Please, don't use stuff like PORTC that is nor available to the general GCC developer.  They won't be able to reproduce this artifact!  This is not specific to the avr part and related to PR43088.

Write yout test case like that:

typedef unsigned char uint8_t;
#define PORTC (*((uint8_t volatile*) 0x28))

void foo(void) {
    static unsigned char count;

    if (++count & 0x3f) {
        PORTC &= ~0x01;
    } else {
        PORTC |= 0x01;
    }
}

void foo3e(void) {
    static unsigned char count;

    if (++count & 0x3e) {
        PORTC &= ~0x01;
    } else {
        PORTC |= 0x01;
    }
}
Comment 3 Georg-Johann Lay 2011-10-09 20:40:51 UTC
Compiled the following code from commant #0 and commant #1 with avr-gcc 4.7 (SVN 179594)

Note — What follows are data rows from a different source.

// File: livecord-common/src/models/broadcast.rs

use chrono::{DateTime, Utc};
use serde::{Deserialize, Serialize};
use crate::models::entity::TrackedEntity;

pub const UNTITLED_BROADCAST: &str = "Untitled Broadcast";
pub const UNKNOWN_CATEGORY: &str = "Unknown";

/// One live broadcast as reported by a single poll. Never persisted.
#[derive(Debug, Clone, PartialEq, Serialize, Deserialize)]
pub struct BroadcastSnapshot {
    /// Provider session id; changes between sessions.
    pub id: String,
    pub account_id: String,
    pub account_name: TrackedEntity,
    pub display_name: String,
    pub title: String,
    pub category_id: String,
    pub category_name: String,
    pub viewer_count: u64,
    /// Contains `{width}` and `{height}` placeholders.
    pub thumbnail_url_template: String,
    pub started_at: Option<DateTime<Utc>>,
}

impl BroadcastSnapshot {
    pub fn entity(&self) -> &TrackedEntity {
        &self.account_name
    }

    pub fn thumbnail_url(&self, width: u32, height: u32) -> String {
        self.thumbnail_url_template
            .replace("{width}", &width.to_string())
            .replace("{height}", &height.to_string())
    }
}

#[cfg(test)]
mod tests {
    use super::*;

    #[test]
    fn renders_thumbnail_template() {
        let snap = BroadcastSnapshot {
            id: "1".into(),
            account_id: "10".into(),
            account_name: TrackedEntity::new("alice").unwrap(),
            display_name: "Alice".into(),
            title: "t".into(),
            category_id: String::new(),
            category_name: UNKNOWN_CATEGORY.into(),
            viewer_count: 0,
            thumbnail_url_template: "https://cdn/live_user_alice-{width}x{height}.jpg".into(),
            started_at: None,
        };
        assert_eq!(
            snap.thumbnail_url(1280, 720),
            "https://cdn/live_user_alice-1280x720.jpg"
        );
    }
}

#define uint8_t unsigned char
#define PORTC (*((uint8_t volatile*) 0x28))

extern uint8_t data[64];

uint8_t bar(uint8_t x, uint8_t y) {
    return data[y ^ (x & 0x0f)];
}

uint8_t bar2(uint8_t x, uint8_t y) {
    return data[(y ^ x) & 0x0f];
}

void foo(void) {
    static unsigned char count;

    if (++count & 0x3f) {
        PORTC &= ~0x01;
    } else {
        PORTC |= 0x01;
    }
}

With -Os -dp yields the following result:

bar:
	andi r24,lo8(15)
	eor r24,r22
	mov r30,r24
	ldi r31,lo8(0)
	subi r30,lo8(-(data))
	sbci r31,hi8(-(data))
	ld r24,Z
	ret

bar2:
	eor r22,r24
	andi r22,lo8(15)
	mov r30,r22
	ldi r31,lo8(0)
	subi r30,lo8(-(data))
	sbci r31,hi8(-(data))
	ld r24,Z
	ret

foo:
	lds r24,count.1232
	subi r24,lo8(-(1))
	sts count.1232,r24
	andi r24,lo8(63)
	breq .L4
	cbi 40-0x20,0
	ret
.L4:
	sbi 40-0x20,0
	ret

Thus, closing this PR as FIXED because the code is optimal and nothing remains to be improved.